• [TASK DETAILS]:
Write out exactly the lines of the entries below from the one holding "pub struct SokobanState" to the one holding "if self.moves >= self.max_moves", inclusive, and leave out all other lines.

• [DATA FOR PROCESSING]:
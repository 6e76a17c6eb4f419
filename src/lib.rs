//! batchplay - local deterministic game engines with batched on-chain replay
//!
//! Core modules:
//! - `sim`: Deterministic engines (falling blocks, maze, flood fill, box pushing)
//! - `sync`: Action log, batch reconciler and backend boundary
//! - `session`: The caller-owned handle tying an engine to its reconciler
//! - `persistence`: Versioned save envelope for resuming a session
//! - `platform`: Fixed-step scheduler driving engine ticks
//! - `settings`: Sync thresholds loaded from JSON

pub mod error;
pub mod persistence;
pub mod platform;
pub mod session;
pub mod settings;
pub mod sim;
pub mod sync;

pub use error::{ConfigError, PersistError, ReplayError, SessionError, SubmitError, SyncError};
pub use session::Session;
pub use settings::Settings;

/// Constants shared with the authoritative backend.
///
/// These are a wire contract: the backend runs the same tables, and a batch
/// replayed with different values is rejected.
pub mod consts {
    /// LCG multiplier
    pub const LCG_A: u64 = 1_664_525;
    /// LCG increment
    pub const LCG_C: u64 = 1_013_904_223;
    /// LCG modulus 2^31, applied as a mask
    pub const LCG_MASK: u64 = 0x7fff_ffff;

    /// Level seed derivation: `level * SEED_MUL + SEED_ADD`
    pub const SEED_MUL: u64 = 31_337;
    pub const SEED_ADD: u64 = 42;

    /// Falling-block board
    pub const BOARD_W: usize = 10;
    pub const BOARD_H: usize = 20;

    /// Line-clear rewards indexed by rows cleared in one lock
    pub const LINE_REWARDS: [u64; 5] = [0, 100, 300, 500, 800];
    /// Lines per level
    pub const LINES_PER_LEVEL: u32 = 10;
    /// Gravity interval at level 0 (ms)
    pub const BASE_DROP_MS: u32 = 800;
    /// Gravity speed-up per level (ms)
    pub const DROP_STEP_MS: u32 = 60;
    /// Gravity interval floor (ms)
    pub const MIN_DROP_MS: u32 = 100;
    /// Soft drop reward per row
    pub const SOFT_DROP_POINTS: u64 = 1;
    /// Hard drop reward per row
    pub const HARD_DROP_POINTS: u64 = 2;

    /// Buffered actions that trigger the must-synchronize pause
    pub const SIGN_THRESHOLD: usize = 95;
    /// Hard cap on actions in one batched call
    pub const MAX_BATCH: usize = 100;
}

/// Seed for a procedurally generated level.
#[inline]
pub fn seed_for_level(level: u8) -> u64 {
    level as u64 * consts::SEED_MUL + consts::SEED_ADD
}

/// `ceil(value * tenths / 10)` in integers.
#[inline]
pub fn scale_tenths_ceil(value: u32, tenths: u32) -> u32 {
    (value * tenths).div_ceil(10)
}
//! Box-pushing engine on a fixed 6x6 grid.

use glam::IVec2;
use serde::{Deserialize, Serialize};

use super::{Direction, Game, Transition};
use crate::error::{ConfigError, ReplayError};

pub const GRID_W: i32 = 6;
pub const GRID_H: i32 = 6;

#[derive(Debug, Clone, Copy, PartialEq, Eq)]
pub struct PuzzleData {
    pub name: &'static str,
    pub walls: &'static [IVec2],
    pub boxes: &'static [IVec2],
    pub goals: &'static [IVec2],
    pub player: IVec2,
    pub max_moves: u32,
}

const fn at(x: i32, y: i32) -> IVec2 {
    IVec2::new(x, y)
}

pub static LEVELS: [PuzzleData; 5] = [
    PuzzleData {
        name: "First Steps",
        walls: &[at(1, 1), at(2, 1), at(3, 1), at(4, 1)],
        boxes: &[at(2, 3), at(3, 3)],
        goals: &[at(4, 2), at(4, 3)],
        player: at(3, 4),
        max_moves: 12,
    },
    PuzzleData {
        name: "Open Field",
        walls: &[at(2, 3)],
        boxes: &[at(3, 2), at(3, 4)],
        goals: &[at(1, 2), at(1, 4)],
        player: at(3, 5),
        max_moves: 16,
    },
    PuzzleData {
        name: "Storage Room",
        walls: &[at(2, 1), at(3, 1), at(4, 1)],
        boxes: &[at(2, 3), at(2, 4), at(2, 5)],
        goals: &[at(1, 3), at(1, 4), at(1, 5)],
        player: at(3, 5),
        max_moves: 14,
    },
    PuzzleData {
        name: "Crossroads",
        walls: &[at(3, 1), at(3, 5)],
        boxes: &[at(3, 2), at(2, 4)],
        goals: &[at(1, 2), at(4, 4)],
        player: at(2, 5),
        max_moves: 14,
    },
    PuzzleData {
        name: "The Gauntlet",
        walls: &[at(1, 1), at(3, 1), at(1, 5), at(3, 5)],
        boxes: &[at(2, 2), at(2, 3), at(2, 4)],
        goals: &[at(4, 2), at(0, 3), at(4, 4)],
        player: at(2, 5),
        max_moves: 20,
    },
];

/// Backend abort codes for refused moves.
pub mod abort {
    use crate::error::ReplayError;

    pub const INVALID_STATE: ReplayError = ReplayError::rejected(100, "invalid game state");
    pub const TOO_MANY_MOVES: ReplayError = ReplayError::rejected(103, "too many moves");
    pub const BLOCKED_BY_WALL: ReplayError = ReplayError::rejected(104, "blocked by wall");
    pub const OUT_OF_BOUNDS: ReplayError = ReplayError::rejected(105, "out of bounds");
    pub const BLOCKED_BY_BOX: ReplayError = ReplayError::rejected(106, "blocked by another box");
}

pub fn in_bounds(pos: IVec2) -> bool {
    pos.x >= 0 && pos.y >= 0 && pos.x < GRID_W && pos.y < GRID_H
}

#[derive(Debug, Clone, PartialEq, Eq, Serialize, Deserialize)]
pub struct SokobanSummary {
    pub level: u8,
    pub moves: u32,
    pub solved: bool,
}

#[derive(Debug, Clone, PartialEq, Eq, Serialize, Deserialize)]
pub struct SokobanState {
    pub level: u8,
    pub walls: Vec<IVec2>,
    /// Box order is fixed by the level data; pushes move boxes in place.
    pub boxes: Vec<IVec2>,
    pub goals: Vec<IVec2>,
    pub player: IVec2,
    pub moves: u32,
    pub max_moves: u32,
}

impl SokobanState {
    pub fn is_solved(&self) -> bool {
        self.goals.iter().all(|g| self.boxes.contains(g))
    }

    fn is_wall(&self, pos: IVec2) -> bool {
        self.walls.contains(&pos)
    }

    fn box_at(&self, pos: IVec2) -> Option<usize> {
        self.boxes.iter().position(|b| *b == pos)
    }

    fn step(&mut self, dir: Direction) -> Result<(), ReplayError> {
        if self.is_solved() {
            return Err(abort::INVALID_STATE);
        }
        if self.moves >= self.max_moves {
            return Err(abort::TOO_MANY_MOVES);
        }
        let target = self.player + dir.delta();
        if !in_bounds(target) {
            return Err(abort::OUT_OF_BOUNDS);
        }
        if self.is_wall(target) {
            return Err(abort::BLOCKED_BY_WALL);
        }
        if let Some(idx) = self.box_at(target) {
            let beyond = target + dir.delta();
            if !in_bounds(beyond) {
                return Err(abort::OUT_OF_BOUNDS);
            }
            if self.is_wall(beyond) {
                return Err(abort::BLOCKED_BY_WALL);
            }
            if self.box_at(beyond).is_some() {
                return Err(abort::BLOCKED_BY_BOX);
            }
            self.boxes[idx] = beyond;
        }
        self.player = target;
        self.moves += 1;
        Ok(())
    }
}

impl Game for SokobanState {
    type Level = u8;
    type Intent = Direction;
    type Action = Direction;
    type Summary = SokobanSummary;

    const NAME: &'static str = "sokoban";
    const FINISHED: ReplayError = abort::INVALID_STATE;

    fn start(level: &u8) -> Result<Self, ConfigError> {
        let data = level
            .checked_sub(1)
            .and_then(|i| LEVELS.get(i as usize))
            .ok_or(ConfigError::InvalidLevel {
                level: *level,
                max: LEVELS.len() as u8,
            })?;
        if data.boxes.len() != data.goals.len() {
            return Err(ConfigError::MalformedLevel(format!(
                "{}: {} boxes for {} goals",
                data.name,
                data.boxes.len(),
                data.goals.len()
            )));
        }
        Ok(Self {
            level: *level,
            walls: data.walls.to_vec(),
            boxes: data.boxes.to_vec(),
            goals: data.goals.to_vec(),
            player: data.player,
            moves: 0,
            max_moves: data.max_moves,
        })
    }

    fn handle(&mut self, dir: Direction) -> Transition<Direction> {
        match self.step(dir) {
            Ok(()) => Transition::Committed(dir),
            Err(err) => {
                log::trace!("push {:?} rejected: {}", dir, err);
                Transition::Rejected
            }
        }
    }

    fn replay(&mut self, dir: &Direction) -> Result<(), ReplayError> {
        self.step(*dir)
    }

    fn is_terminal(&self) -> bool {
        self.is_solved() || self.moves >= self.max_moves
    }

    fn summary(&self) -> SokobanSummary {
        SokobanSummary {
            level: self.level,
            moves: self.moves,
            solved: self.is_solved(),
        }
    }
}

* * *

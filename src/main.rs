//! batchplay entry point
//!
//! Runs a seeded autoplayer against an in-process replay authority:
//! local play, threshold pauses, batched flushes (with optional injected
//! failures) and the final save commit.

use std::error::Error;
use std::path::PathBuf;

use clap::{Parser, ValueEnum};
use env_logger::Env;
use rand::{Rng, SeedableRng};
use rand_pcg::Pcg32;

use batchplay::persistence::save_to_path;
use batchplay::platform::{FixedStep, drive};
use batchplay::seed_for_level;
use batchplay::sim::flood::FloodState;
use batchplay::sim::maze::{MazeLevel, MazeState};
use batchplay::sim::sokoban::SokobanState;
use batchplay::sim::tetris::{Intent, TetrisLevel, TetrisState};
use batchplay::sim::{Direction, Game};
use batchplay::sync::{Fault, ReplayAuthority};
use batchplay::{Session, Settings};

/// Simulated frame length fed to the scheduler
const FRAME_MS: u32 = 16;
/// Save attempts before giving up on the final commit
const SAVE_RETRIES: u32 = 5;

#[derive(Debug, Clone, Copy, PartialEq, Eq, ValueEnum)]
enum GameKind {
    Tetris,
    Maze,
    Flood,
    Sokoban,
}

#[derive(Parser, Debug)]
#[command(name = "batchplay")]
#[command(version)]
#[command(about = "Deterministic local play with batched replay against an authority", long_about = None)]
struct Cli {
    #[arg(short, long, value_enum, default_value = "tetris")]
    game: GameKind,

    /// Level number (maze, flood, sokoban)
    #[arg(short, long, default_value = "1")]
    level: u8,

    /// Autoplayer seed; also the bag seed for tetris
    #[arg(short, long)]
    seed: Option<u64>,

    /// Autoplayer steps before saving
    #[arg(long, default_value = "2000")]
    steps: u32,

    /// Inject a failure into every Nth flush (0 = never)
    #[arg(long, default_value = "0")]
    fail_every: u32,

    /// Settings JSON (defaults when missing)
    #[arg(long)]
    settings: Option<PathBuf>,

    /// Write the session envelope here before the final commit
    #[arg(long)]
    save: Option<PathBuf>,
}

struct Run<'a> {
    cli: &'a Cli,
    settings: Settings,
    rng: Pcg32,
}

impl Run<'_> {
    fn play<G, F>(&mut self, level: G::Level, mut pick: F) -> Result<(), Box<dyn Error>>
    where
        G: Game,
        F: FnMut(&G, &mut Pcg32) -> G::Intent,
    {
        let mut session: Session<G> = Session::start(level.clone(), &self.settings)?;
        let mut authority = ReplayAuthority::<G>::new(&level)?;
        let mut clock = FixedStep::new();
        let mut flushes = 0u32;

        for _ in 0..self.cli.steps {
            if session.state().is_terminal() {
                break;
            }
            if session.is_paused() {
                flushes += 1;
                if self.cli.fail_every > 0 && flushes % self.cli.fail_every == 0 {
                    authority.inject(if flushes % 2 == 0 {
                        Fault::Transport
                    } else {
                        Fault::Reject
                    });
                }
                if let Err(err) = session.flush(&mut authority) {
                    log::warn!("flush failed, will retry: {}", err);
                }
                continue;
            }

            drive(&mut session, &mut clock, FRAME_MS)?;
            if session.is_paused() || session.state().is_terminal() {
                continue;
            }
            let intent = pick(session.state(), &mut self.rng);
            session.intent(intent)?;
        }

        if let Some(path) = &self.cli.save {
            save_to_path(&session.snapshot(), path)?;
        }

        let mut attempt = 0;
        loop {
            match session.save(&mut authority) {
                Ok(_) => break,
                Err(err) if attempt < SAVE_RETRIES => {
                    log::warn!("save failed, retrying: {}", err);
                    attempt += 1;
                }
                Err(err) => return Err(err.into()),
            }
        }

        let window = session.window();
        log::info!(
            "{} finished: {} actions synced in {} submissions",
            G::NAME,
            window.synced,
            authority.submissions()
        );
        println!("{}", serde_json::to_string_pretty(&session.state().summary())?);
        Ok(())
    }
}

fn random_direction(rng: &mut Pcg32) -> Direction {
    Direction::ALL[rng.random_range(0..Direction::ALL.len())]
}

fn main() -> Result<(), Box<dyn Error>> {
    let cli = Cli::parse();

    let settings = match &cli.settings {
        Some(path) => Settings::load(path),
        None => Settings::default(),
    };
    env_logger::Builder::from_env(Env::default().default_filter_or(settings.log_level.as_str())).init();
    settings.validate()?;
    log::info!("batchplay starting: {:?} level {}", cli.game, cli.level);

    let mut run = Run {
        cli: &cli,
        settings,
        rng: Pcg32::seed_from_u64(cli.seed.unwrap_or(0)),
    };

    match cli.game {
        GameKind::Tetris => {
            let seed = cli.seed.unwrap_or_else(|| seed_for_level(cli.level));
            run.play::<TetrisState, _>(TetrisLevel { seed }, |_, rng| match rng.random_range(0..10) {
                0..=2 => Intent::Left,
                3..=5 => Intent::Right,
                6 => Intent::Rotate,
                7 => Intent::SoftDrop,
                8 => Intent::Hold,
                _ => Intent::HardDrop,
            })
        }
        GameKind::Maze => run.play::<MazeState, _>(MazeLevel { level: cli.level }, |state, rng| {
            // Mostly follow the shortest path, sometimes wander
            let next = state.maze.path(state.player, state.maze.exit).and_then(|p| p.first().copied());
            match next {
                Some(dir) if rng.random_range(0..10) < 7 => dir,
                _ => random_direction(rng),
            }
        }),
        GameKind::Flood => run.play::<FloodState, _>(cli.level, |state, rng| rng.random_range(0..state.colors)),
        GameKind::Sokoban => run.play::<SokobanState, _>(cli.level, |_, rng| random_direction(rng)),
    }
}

• [EXERCISE RESULT]:
pub struct SokobanState {
    pub level: u8,
    pub walls: Vec<IVec2>,
    /// Box order is fixed by the level data; pushes move boxes in place.
    pub boxes: Vec<IVec2>,
    pub goals: Vec<IVec2>,
    pub player: IVec2,
    pub moves: u32,
    pub max_moves: u32,
}

impl SokobanState {
    pub fn is_solved(&self) -> bool {
        self.goals.iter().all(|g| self.boxes.contains(g))
    }

    fn is_wall(&self, pos: IVec2) -> bool {
        self.walls.contains(&pos)
    }

    fn box_at(&self, pos: IVec2) -> Option<usize> {
        self.boxes.iter().position(|b| *b == pos)
    }

    fn step(&mut self, dir: Direction) -> Result<(), ReplayError> {
        if self.is_solved() {
            return Err(abort::INVALID_STATE);
        }
        if self.moves >= self.max_moves {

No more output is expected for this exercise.